Puis, une longue et mince lanière d’étoffe descendit en oscillant dans cette espèce de cheminée. Un corps opaque obstrua un moment la lumière tombant dans la grotte par cette unique ouverture, et un être humain glissa le long du tissu avec une agilité de quadrumane.
– Eh bien ! qu’est-ce que c’est ? Qu’y a-t-il ? Des voleurs chez moi !... le feu à la maison !
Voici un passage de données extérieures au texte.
//! MP3 export using LAME.

use mp3lame_encoder::{Bitrate, Builder, FlushNoGap, Mode, MonoPcm, Quality};

use super::{AudioClip, AudioError};

/// Bitrates accepted on the command line, in kbps.
///
/// Provider audio is 24 kHz, which LAME encodes as MPEG-2 Layer III; that
/// layer tops out at 160 kbps, so higher settings would be silently capped.
pub const SUPPORTED_BITRATES: &[u32] = &[32, 48, 64, 96, 128, 160];

/// Encodes mono clips to constant-bitrate MP3.
#[derive(Clone, Copy)]
pub struct Mp3Encoder {
    bitrate: Bitrate,
    kbps: u32,
}

impl std::fmt::Debug for Mp3Encoder {
    fn fmt(&self, f: &mut std::fmt::Formatter<'_>) -> std::fmt::Result {
        f.debug_struct("Mp3Encoder").field("kbps", &self.kbps).finish()
    }
}

impl Mp3Encoder {
    /// Create an encoder for the given bitrate.
    ///
    /// # Errors
    /// Returns an error if the bitrate is not one LAME supports.
    pub fn new(kbps: u32) -> Result<Self, AudioError> {
        let bitrate = match kbps {
            32 => Bitrate::Kbps32,
            48 => Bitrate::Kbps48,
            64 => Bitrate::Kbps64,
            96 => Bitrate::Kbps96,
            128 => Bitrate::Kbps128,
            160 => Bitrate::Kbps160,
            other => return Err(AudioError::UnsupportedBitrate(other)),
        };
        Ok(Self { bitrate, kbps })
    }

    pub fn kbps(&self) -> u32 {
        self.kbps
    }

    /// Encode a clip to a complete MP3 byte stream.
    ///
    /// # Arguments
    /// * `clip` - Mono 16-bit clip to encode
    ///
    /// # Returns
    /// The encoded MP3 file contents.
    ///
    /// # Errors
    /// Returns an error if the clip is empty or LAME rejects the configuration.
    pub fn encode(&self, clip: &AudioClip) -> Result<Vec<u8>, AudioError> {
        if clip.is_empty() {
            return Err(AudioError::EmptyClip);
        }

        let mut builder = Builder::new().ok_or_else(|| AudioError::Encoder("failed to allocate LAME context".to_string()))?;
        builder.set_num_channels(1).map_err(lame_error)?;
        builder.set_mode(Mode::Mono).map_err(lame_error)?;
        builder.set_sample_rate(clip.sample_rate()).map_err(lame_error)?;
        builder.set_brate(self.bitrate).map_err(lame_error)?;
        builder.set_quality(Quality::Best).map_err(lame_error)?;
        let mut encoder = builder.build().map_err(lame_error)?;

        let samples = clip.samples();
        let mut output = Vec::with_capacity(mp3lame_encoder::max_required_buffer_size(samples.len()));
        encoder.encode_to_vec(MonoPcm(samples), &mut output).map_err(lame_error)?;
        encoder.flush_to_vec::<FlushNoGap>(&mut output).map_err(lame_error)?;

        Ok(output)
    }
}

fn lame_error(e: impl std::fmt::Debug) -> AudioError {
    AudioError::Encoder(format!("{:?}", e))
}

#[cfg(test)]
mod tests {
    use super::*;
    use crate::audio::RawAudioStream;

    #[test]
    fn test_rejects_unsupported_bitrate() {
        assert!(matches!(Mp3Encoder::new(100), Err(AudioError::UnsupportedBitrate(100))));
        assert!(SUPPORTED_BITRATES.iter().all(|&kbps| Mp3Encoder::new(kbps).is_ok()));
        for kbps in [192, 256, 320] {
            assert!(matches!(Mp3Encoder::new(kbps), Err(AudioError::UnsupportedBitrate(k)) if k == kbps));
        }
    }

    #[test]
    fn test_debug_shows_bitrate() {
        let encoder = Mp3Encoder::new(128).unwrap();
        assert_eq!(format!("{:?}", encoder), "Mp3Encoder { kbps: 128 }");
    }

    #[test]
    fn test_every_bitrate_changes_output_size() {
        let samples: Vec<i16> = (0..24000).map(|i| ((i as f32 * 0.115).sin() * 8000.0) as i16).collect();
        let clip = RawAudioStream::new(samples, 24000).unwrap().into_clip();

        let sizes: Vec<usize> = SUPPORTED_BITRATES.iter().map(|&kbps| Mp3Encoder::new(kbps).unwrap().encode(&clip).unwrap().len()).collect();
        assert!(sizes.windows(2).all(|w| w[0] < w[1]), "sizes {:?}", sizes);
    }

    #[test]
    fn test_encode_produces_mp3_frames() {
        let samples = (0..24000).map(|i| ((i as f32 * 0.115).sin() * 8000.0) as i16).collect();
        let clip = RawAudioStream::new(samples, 24000).unwrap().into_clip();

        let mp3 = Mp3Encoder::new(128).unwrap().encode(&clip).unwrap();
        assert!(mp3.len() > 1000, "only {} bytes", mp3.len());
        // Frame sync: 11 set bits
        assert_eq!(mp3[0], 0xFF);
        assert_eq!(mp3[1] & 0xE0, 0xE0);
    }

    #[test]
    fn test_encode_rejects_empty_clip() {
        let clip = RawAudioStream::new(Vec::new(), 24000).unwrap().into_clip();
        assert!(matches!(Mp3Encoder::new(128).unwrap().encode(&clip), Err(AudioError::EmptyClip)));
    }
}
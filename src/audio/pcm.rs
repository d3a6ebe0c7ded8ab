//! PCM containers for provider output and the clips cut from it.

use std::ops::Range;

use super::AudioError;

/// Sample rate used by Gemini TTS when the response does not state one.
pub const DEFAULT_SAMPLE_RATE: u32 = 24000;

/// Full-scale amplitude of a signed 16-bit sample.
pub const MAX_AMPLITUDE: f64 = 32768.0;

/// A decoded mono waveform covering one synthesis response.
#[derive(Debug, Clone, PartialEq)]
pub struct RawAudioStream {
    samples: Vec<i16>, // Mono 16-bit PCM
    sample_rate: u32,  // Samples per second
}

impl RawAudioStream {
    /// Wrap already decoded samples.
    pub fn new(samples: Vec<i16>, sample_rate: u32) -> Result<Self, AudioError> {
        if sample_rate == 0 {
            return Err(AudioError::InvalidSampleRate(sample_rate));
        }
        Ok(Self { samples, sample_rate })
    }

    /// Decode little-endian signed 16-bit mono PCM bytes.
    ///
    /// # Arguments
    /// * `bytes` - Raw PCM payload as returned by the provider
    /// * `sample_rate` - Sample rate stated by the provider
    ///
    /// # Errors
    /// Returns an error if the payload is not a whole number of samples or the rate is zero.
    pub fn from_pcm_s16le(bytes: &[u8], sample_rate: u32) -> Result<Self, AudioError> {
        if bytes.len() % 2 != 0 {
            return Err(AudioError::OddLength(bytes.len()));
        }
        let samples = bytes.chunks_exact(2).map(|pair| i16::from_le_bytes([pair[0], pair[1]])).collect();
        Self::new(samples, sample_rate)
    }

    pub fn samples(&self) -> &[i16] {
        &self.samples
    }

    #[cfg(test)]
    pub fn sample_rate(&self) -> u32 {
        self.sample_rate
    }

    pub fn is_empty(&self) -> bool {
        self.samples.is_empty()
    }

    /// Length in whole milliseconds.
    pub fn duration_ms(&self) -> u64 {
        self.samples.len() as u64 * 1000 / self.sample_rate as u64
    }

    /// Frame index corresponding to a millisecond offset, clamped to the stream.
    pub fn frame_at(&self, ms: u64) -> usize {
        let frame = ms * self.sample_rate as u64 / 1000;
        (frame as usize).min(self.samples.len())
    }

    /// Copy out the samples between two millisecond offsets.
    pub fn clip(&self, range_ms: Range<u64>) -> AudioClip {
        let start = self.frame_at(range_ms.start);
        let end = self.frame_at(range_ms.end).max(start);
        AudioClip { samples: self.samples[start..end].to_vec(), sample_rate: self.sample_rate }
    }

    /// Use the whole stream as one clip (single-item synthesis).
    pub fn into_clip(self) -> AudioClip {
        AudioClip { samples: self.samples, sample_rate: self.sample_rate }
    }
}

/// A contiguous piece of speech destined for one output file.
#[derive(Debug, Clone, PartialEq)]
pub struct AudioClip {
    samples: Vec<i16>,
    sample_rate: u32,
}

impl AudioClip {
    pub fn samples(&self) -> &[i16] {
        &self.samples
    }

    pub fn sample_rate(&self) -> u32 {
        self.sample_rate
    }

    pub fn is_empty(&self) -> bool {
        self.samples.is_empty()
    }

    /// Duration in seconds, for progress reporting.
    pub fn duration_secs(&self) -> f32 {
        self.samples.len() as f32 / self.sample_rate as f32
    }
}

/// Extract the sample rate from a provider MIME type such as `audio/L16;codec=pcm;rate=24000`.
pub fn rate_from_mime(mime: &str) -> Option<u32> {
    mime.split(';').map(str::trim).find_map(|param| param.strip_prefix("rate=")).and_then(|rate| rate.parse().ok())
}

#[cfg(test)]
mod tests {
    use super::*;

    #[test]
    fn test_decode_little_endian() {
        let bytes = [0x01, 0x00, 0xff, 0x7f, 0x00, 0x80];
        let audio = RawAudioStream::from_pcm_s16le(&bytes, 24000).unwrap();
        assert_eq!(audio.samples(), &[1, i16::MAX, i16::MIN]);
    }

    #[test]
    fn test_decode_rejects_odd_length() {
        let err = RawAudioStream::from_pcm_s16le(&[0, 0, 0], 24000).unwrap_err();
        assert!(matches!(err, AudioError::OddLength(3)));
    }

    #[test]
    fn test_clip_by_milliseconds() {
        let audio = RawAudioStream::new((0..24000).map(|i| (i % 100) as i16).collect(), 24000).unwrap();
        assert_eq!(audio.duration_ms(), 1000);

        let clip = audio.clip(250..500);
        assert_eq!(clip.samples().len(), 6000);
        assert_eq!(clip.samples()[0], audio.samples()[6000]);

        // Ranges past the end are clamped
        let tail = audio.clip(900..5000);
        assert_eq!(tail.samples().len(), 2400);
    }

    #[test]
    fn test_rate_from_mime() {
        assert_eq!(rate_from_mime("audio/L16;codec=pcm;rate=24000"), Some(24000));
        assert_eq!(rate_from_mime("audio/L16; rate=16000"), Some(16000));
        assert_eq!(rate_from_mime("audio/L16;codec=pcm"), None);
    }
}
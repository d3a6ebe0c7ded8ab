//! Retry ceiling and backoff for synthesis calls.

use std::time::Duration;

use crate::tts::ProviderError;

#[derive(Debug, Clone, Copy)]
pub struct RetryPolicy {
    pub max_attempts: u32,        // Total attempts, first call included
    pub rate_limit_wait: Duration, // Multiplied by the attempt number
    pub retry_delay: Duration,     // Flat wait for other retryable errors
}

impl Default for RetryPolicy {
    fn default() -> Self {
        Self { max_attempts: 3, rate_limit_wait: Duration::from_secs(60), retry_delay: Duration::from_secs(5) }
    }
}

impl RetryPolicy {
    /// Whether another attempt follows failed attempt number `attempt` (1-based).
    pub fn should_retry(&self, attempt: u32, error: &ProviderError) -> bool {
        error.is_retryable() && attempt < self.max_attempts
    }

    /// Wait before the attempt after failed attempt number `attempt` (1-based).
    pub fn backoff(&self, attempt: u32, error: &ProviderError) -> Duration {
        if error.is_rate_limit() { self.rate_limit_wait * attempt } else { self.retry_delay }
    }
}

#[cfg(test)]
mod tests {
    use super::*;

    #[test]
    fn test_rate_limit_backoff_escalates() {
        let policy = RetryPolicy::default();
        let err = ProviderError::RateLimited("429".into());
        assert_eq!(policy.backoff(1, &err), Duration::from_secs(60));
        assert_eq!(policy.backoff(2, &err), Duration::from_secs(120));
    }

    #[test]
    fn test_other_errors_wait_flat() {
        let policy = RetryPolicy::default();
        let err = ProviderError::Transport("reset".into());
        assert_eq!(policy.backoff(1, &err), policy.backoff(2, &err));
        assert_eq!(policy.backoff(1, &err), Duration::from_secs(5));
    }

    #[test]
    fn test_ceiling_and_terminal_errors() {
        let policy = RetryPolicy::default();
        let err = ProviderError::Empty("no parts".into());
        assert!(policy.should_retry(1, &err));
        assert!(policy.should_retry(2, &err));
        assert!(!policy.should_retry(3, &err));

        let rejected = ProviderError::Rejected { status: 401, body: String::new() };
        assert!(!policy.should_retry(1, &rejected));
    }
}
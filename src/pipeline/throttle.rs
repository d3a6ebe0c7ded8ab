//! Request pacing and the per-run request budget.

use std::time::Duration;

use tokio::time::{Instant, sleep_until};
use tracing::debug;

/// Gate every outbound synthesis call passes through.
///
/// Calls are spaced at least `interval` apart, measured from the start of the
/// previous call, and at most `max_requests` are ever issued.
#[derive(Debug)]
pub struct Throttle {
    interval: Duration,
    max_requests: u32,
    issued: u32,
    last: Option<Instant>,
}

impl Throttle {
    pub fn new(interval: Duration, max_requests: u32) -> Self {
        Self { interval, max_requests, issued: 0, last: None }
    }

    /// Wait for the next request slot.
    ///
    /// # Returns
    /// `false` without waiting once the budget is spent.
    pub async fn acquire(&mut self) -> bool {
        if self.is_exhausted() {
            return false;
        }

        if let Some(last) = self.last {
            let ready = last + self.interval;
            if ready > Instant::now() {
                debug!("Pacing: waiting {:.1}s before next request", (ready - Instant::now()).as_secs_f32());
                sleep_until(ready).await;
            }
        }

        self.last = Some(Instant::now());
        self.issued += 1;
        true
    }

    pub fn is_exhausted(&self) -> bool {
        self.issued >= self.max_requests
    }

    pub fn remaining(&self) -> u32 {
        self.max_requests.saturating_sub(self.issued)
    }

    pub fn issued(&self) -> u32 {
        self.issued
    }
}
» By God ! j’arrive au bon moment.
Le Révérend reconnut aussitôt cet organe sarcastique, et s’écria avec l’accent d’une indicible épouvante :
– Sam Smith !... C’est fait de moi...
Le bushranger, c’était bien lui, tressaillit, en dépit de son sang-froid, et quelque préparé qu’il fût contre toutes les invraisemblances, ne put s’empêcher de manifester un étonnement allant jusqu’à la stupeur.
– James Willis !... Ici !... Ah ! çà, coquin, tu as donc dix mille existences chevillées au ventre ?
» Quel pacte diabolique as-tu donc fait avec Belzébuth, notre commun patron, pour que je te retrouve ici en chair et en os, après t’avoir accroché là-bas, au bon endroit, au milieu de la fourmilière ?
» Que ces insectes, malgré leur voracité, n’aient pas voulu mordre sur ta peau, je le comprends à la rigueur ; mais que tu aies réussi à t’introduire dans ma maison de campagne, introuvable et inaccessible comme elle l’est, voilà qui me surpasse, bien que je sois habitué à ne m’étonner de rien.
– Grâce ! râla le misérable que reprirent soudain toutes ses terreurs.
– Mon camarade, riposta rudement le bushranger, permets-moi de te dire que tu es d’une couardise révoltante.
» Tu as de plus, la peur monotone. Je ne puis apparaître devant toi sans que tu ne me dévides un chapelet de litanies pleurardes et effarées qui ajouteraient encore à mon mépris pour ta personne, si c’était chose possible.
» Il faut changer de formule, entends-tu, drôle ?
– Eh bien ! tue-moi donc de suite, hurla le Révérend en grinçant des dents.
– À la bonne heure, j’aime mieux cela.
» Puisque tu es irrévocablement condamné, autant sauter gaillardement le pas.
Reprenant ensuite son inimitable ton de raillerie, il ajouta :
– Sais-tu bien que, si tu n’étais déjà virtuellement rayé du nombre des vivants, je ne te recommanderais pas comme majordome à mes amis.